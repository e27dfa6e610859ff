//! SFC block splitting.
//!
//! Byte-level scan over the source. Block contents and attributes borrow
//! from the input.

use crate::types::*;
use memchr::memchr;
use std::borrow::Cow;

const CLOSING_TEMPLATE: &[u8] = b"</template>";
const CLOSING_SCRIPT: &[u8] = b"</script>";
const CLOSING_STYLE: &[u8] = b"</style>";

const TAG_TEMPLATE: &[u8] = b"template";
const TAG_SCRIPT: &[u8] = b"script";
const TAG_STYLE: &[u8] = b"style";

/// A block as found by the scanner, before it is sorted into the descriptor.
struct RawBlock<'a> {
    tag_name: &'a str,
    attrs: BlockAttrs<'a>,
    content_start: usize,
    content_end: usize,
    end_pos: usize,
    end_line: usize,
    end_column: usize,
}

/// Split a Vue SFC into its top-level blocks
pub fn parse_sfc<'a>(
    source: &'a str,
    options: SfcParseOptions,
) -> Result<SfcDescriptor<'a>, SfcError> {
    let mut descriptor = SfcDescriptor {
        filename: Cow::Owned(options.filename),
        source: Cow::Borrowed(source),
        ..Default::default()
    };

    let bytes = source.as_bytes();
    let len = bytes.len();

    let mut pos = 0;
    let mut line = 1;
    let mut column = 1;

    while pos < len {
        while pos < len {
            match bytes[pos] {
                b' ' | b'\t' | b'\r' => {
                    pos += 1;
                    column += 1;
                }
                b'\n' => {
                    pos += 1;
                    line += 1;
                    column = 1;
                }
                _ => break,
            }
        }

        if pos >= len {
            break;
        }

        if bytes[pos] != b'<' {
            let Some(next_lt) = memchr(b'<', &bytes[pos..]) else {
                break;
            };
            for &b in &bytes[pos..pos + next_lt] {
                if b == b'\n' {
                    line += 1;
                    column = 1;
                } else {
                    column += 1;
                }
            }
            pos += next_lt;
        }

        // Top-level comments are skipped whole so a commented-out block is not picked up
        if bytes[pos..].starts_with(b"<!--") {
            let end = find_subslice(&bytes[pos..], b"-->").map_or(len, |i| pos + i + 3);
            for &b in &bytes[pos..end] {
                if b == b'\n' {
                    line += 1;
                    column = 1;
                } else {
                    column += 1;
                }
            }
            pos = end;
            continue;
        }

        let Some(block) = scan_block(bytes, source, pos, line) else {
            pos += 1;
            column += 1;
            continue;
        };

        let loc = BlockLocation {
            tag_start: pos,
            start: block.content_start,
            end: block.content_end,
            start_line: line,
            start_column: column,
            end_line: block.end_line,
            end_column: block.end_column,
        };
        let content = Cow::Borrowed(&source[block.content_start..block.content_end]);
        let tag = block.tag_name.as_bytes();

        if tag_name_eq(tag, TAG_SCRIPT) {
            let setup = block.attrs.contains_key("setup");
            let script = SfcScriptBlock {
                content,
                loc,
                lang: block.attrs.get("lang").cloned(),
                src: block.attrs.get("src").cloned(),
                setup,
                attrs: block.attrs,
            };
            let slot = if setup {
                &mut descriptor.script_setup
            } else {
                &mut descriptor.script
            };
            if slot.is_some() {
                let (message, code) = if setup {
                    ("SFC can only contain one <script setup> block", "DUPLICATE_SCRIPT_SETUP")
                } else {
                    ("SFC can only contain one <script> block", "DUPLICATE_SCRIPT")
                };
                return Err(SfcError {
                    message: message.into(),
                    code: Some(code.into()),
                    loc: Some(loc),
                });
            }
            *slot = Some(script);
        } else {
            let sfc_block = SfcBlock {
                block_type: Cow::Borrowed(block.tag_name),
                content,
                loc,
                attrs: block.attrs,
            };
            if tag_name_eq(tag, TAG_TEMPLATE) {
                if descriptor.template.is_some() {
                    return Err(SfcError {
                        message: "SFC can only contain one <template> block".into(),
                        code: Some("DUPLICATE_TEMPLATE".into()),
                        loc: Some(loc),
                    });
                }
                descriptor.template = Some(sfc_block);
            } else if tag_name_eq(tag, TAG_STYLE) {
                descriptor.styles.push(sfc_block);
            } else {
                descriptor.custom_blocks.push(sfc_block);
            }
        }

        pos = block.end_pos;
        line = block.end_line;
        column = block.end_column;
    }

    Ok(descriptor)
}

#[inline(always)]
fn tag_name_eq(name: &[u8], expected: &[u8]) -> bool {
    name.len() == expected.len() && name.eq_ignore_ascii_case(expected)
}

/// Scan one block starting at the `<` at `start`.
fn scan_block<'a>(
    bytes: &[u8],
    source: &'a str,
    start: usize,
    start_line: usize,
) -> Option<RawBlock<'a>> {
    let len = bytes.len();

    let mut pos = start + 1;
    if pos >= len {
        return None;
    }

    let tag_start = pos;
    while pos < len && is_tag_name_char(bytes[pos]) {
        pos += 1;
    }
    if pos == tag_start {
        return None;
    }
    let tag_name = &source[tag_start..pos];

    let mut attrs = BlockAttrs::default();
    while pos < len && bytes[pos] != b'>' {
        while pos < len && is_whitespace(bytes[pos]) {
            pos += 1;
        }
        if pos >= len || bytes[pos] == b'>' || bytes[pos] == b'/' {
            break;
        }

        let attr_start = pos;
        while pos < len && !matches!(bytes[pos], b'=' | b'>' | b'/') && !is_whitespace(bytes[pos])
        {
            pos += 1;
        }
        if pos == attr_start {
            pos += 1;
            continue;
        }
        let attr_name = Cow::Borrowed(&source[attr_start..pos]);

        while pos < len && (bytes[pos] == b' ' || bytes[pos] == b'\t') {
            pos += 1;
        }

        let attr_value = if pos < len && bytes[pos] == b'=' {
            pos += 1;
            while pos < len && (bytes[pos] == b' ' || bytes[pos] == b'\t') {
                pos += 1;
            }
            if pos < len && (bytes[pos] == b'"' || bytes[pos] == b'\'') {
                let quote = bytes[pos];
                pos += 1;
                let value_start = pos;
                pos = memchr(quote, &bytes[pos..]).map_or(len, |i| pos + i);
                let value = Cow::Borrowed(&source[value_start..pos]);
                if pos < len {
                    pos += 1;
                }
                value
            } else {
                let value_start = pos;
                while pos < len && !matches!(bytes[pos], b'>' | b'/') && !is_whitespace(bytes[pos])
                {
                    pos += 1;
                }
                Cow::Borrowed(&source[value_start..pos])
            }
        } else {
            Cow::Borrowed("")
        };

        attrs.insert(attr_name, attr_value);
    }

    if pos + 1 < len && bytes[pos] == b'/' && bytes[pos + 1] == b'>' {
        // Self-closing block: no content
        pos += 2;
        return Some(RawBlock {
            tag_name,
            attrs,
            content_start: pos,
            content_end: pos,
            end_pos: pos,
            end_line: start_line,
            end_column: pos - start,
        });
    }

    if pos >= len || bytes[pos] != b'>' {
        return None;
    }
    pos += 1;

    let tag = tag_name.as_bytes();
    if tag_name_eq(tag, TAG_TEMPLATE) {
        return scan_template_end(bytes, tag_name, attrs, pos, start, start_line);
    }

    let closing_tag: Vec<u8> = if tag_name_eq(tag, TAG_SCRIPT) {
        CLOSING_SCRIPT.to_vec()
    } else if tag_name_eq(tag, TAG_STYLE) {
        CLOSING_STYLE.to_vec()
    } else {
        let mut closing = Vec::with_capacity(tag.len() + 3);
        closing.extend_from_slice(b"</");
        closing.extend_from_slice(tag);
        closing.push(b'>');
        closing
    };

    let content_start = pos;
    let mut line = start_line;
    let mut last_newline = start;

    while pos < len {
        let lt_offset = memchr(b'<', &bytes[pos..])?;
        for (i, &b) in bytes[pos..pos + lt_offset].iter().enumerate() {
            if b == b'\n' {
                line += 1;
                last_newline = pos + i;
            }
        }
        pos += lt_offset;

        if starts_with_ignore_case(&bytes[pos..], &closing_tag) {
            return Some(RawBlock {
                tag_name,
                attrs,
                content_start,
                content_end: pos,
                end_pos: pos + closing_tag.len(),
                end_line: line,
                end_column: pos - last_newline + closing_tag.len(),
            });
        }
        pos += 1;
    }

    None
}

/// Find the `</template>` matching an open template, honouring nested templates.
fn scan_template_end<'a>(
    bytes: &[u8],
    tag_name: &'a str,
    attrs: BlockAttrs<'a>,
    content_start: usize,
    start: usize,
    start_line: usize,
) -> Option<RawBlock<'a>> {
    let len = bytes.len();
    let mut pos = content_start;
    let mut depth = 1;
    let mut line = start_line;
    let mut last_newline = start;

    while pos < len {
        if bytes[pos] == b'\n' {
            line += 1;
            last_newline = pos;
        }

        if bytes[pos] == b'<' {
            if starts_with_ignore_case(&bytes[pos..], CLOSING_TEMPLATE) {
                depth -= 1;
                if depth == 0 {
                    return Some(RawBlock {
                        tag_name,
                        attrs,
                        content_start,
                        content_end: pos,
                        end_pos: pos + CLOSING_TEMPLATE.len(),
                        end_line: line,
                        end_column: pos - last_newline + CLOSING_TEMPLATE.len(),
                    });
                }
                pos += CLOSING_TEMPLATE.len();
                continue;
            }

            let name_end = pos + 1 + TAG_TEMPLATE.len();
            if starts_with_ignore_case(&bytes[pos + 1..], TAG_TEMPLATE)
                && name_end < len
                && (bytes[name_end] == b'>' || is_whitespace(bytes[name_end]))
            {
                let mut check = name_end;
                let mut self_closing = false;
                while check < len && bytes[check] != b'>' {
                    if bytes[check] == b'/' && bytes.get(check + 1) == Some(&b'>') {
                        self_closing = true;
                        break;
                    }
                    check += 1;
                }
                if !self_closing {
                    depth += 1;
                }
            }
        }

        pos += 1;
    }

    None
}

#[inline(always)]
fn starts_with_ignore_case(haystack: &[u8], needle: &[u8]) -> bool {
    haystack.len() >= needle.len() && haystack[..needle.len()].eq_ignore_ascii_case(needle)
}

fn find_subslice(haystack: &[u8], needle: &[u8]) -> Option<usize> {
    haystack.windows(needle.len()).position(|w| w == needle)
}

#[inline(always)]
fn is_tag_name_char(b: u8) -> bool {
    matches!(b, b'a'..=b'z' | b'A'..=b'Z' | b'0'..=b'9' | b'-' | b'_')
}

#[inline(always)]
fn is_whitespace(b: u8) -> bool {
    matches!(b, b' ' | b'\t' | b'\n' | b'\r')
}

--------------------------------------------------

What is needed = The number alone is the answer: work out how many lines in the data contain "return".

Response box = 9